In accordance with the AIC, models with smaller DIC should be preferred to models with larger DIC. Roughly speaking, differences of more than 10 might rule out the model with the higher DIC, differences between 5 and 10 are substantial.
Value
A vector of length 3 that returns the DIC, effective number of
parameters eNoP and an estimate of the expected deviance
Dbar.
Author(s)
Mathieu Ribatet
References
Spiegelhalter, D. J., Best, N. G., Carlin, B. P. and Van Der Linde, A. (2002) Bayesian measures of model complexity and fit. Journal of the Royal Statistical Society: Series B 64, 583–639.
See Also
Examples
## Generate realizations from the model
n.site <- 15
n.obs <- 35
coord <- cbind(lon = runif(n.site, -10, 10), lat = runif(n.site, -10 , 10))
gp.loc <- rgp(1, coord, "powexp", sill = 4, range = 20, smooth = 1)
gp.scale <- rgp(1, coord, "powexp", sill = 0.4, range = 5, smooth = 1)
gp.shape <- rgp(1, coord, "powexp", sill = 0.01, range = 10, smooth = 1)
locs <- 26 + 0.5 * coord[,"lon"] + gp.loc
scales <- 10 + 0.2 * coord[,"lat"] + gp.scale
shapes <- 0.15 + gp.shape
data <- matrix(NA, n.obs, n.site)
for (i in 1:n.site)
data[,i] <- rgev(n.obs, locs[i], scales[i], shapes[i])
loc.form <- y ~ lon
scale.form <- y ~ lat
shape.form <- y ~ 1
hyper <- list()
hyper$sills <- list(loc = c(1,8), scale = c(1,1), shape = c(1,0.02))
hyper$ranges <- list(loc = c(2,20), scale = c(1,5), shape = c(1, 10))
hyper$smooths <- list(loc = c(1,1/3), scale = c(1,1/3), shape = c(1, 1/3))
hyper$betaMeans <- list(loc = rep(0, 2), scale = c(9, 0), shape = 0)
hyper$betaIcov <- list(loc = solve(diag(c(400, 100))),
scale = solve(diag(c(400, 100))),
shape = solve(diag(c(10), 1, 1)))
## We will use an exponential covariance function so the jump sizes for
## the shape parameter of the covariance function are null.

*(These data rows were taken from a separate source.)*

//! Login state machine.
//!
//! ```text
//! unauthenticated → waitPhoneNumber → waitCode → ready
//!        └──────────────┴───────────────┴─────────┴──→ closed
//! ```
//!
//! Only `updateAuthorizationState` drives it. The machine itself is pure: it
//! returns the [`Effect`]s a transition implies and [`crate::Session`]
//! applies them.

use crate::ui::UiSignal;
use crate::update::{AuthorizationState, Update};

#[derive(Clone, Copy, Debug, Default, PartialEq, Eq)]
pub enum AuthPhase {
    #[default]
    Unauthenticated,
    WaitPhoneNumber,
    WaitCode,
    Ready,
    Closed,
}

/// Something the session must do in response to a transition.
#[derive(Clone, Debug, PartialEq, Eq)]
pub enum Effect {
    Status(String),
    Signal(UiSignal),
    /// Set the authorized flag.
    MarkAuthorized,
    /// Run the chat catalog fetch.
    FetchChats,
    /// Drop the client handle and reset the authorized flag.
    ClearSession,
}

#[derive(Clone, Debug, Default)]
pub struct AuthorizationMachine {
    phase: AuthPhase,
}

impl AuthorizationMachine {
    pub fn new() -> Self { Self::default() }

    pub fn phase(&self) -> AuthPhase { self.phase }

    pub fn is_closed(&self) -> bool { self.phase == AuthPhase::Closed }

    /// Feed an update. Anything but an authorization state change is a no-op.
    pub fn on_update(&mut self, update: &Update) -> Vec<Effect> {
        match update {
            Update::AuthorizationState(state) => self.on_state(state),
            Update::Raw { .. }                => Vec::new(),
        }
    }

    pub fn on_state(&mut self, state: &AuthorizationState) -> Vec<Effect> {
        if self.is_closed() {
            tracing::debug!("[layer-tdweb] session closed, ignoring {state:?}");
            return Vec::new();
        }

        let next = match state {
            AuthorizationState::WaitPhoneNumber => AuthPhase::WaitPhoneNumber,
            AuthorizationState::WaitCode        => AuthPhase::WaitCode,
            AuthorizationState::Ready           => AuthPhase::Ready,
            AuthorizationState::Closed          => AuthPhase::Closed,
            AuthorizationState::Other(tag)      => {
                return vec![Effect::Status(format!("Authorization state: {tag}"))];
            }
        };
        if next == self.phase {
            return Vec::new();
        }
        tracing::info!("[layer-tdweb] authorization: {:?} → {next:?}", self.phase);
        self.phase = next;

        match next {
            AuthPhase::WaitPhoneNumber => vec![
                Effect::Status("Please send your phone number.".into()),
                Effect::Signal(UiSignal::PhoneEntry(true)),
            ],
            AuthPhase::WaitCode => vec![
                Effect::Status("Enter the code Telegram sent you (SMS or app).".into()),
                Effect::Signal(UiSignal::CodeEntry(true)),
            ],
            AuthPhase::Ready => vec![
                Effect::Status("Authorized, chats can be loaded.".into()),
                Effect::MarkAuthorized,
                Effect::Signal(UiSignal::CodeEntry(false)),
                Effect::Signal(UiSignal::PhoneEntry(false)),
                Effect::Signal(UiSignal::Authorized),
                Effect::FetchChats,
            ],
            AuthPhase::Closed => vec![
                Effect::Status("Session closed.".into()),
                Effect::ClearSession,
                Effect::Signal(UiSignal::PhoneEntry(false)),
                Effect::Signal(UiSignal::Closed),
            ],
            AuthPhase::Unauthenticated => Vec::new(),
        }
    }
}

prop <- list(gev = c(2.5, 1.5, 0.3), ranges = c(40, 20, 20), smooths = c(0,0,0))
start <- list(sills = c(4, .36, 0.009), ranges = c(24, 17, 16), smooths
= c(1, 1, 1), beta = list(loc = c(26, 0), scale = c(10, 0),
shape = c(0.15)))
mc <- latent(data, coord, loc.form = loc.form, scale.form = scale.form,
shape.form = shape.form, hyper = hyper, prop = prop, start = start,
n = 500)
DIC(mc)